The line that contains "pub struct Waveform" marks the end: retype the data below exactly from its first line through that line.

Data extract:
+ + + +
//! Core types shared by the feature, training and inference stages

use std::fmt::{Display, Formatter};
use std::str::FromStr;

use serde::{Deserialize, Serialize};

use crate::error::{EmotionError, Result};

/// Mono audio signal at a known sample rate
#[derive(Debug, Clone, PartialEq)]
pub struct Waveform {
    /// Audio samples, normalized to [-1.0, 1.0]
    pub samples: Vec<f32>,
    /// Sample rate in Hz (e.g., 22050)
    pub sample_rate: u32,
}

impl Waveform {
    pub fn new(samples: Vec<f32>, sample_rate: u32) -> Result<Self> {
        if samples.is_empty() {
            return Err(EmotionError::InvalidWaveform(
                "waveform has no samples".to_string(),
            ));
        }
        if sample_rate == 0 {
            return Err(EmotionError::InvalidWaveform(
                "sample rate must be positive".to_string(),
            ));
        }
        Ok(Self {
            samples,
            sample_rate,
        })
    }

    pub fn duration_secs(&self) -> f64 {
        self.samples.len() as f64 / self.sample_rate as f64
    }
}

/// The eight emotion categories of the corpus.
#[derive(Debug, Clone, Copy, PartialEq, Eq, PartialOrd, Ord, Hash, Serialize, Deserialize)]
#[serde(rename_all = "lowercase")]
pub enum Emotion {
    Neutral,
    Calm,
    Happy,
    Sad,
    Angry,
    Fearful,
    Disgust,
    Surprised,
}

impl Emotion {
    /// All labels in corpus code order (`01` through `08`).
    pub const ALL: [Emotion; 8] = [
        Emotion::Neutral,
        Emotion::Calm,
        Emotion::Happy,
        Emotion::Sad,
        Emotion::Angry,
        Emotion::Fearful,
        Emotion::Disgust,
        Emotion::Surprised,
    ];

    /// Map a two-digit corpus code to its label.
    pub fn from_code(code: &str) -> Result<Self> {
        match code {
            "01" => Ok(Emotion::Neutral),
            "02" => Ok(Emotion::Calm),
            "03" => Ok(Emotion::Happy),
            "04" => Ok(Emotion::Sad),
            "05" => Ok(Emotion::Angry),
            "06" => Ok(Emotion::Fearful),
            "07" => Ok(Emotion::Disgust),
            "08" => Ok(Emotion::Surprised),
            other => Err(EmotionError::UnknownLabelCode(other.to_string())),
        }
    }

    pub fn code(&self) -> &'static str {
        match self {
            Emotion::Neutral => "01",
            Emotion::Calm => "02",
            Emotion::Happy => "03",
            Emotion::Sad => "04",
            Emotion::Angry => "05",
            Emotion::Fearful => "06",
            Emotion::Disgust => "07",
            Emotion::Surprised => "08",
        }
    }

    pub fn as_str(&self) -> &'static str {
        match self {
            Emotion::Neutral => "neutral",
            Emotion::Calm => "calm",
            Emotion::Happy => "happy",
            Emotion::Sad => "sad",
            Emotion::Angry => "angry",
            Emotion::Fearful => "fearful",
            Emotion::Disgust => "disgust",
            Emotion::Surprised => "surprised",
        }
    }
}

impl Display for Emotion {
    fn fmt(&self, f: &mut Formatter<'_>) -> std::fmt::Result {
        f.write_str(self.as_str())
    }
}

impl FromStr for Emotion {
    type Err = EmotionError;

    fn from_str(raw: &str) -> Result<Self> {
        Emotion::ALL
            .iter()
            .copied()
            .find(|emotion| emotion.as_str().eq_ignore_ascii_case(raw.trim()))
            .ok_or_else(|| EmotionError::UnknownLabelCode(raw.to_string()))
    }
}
+ + + +
Exercise answer:
//! Core types shared by the feature, training and inference stages

use std::fmt::{Display, Formatter};
use std::str::FromStr;

use serde::{Deserialize, Serialize};

use crate::error::{EmotionError, Result};

/// Mono audio signal at a known sample rate
#[derive(Debug, Clone, PartialEq)]
pub struct Waveform {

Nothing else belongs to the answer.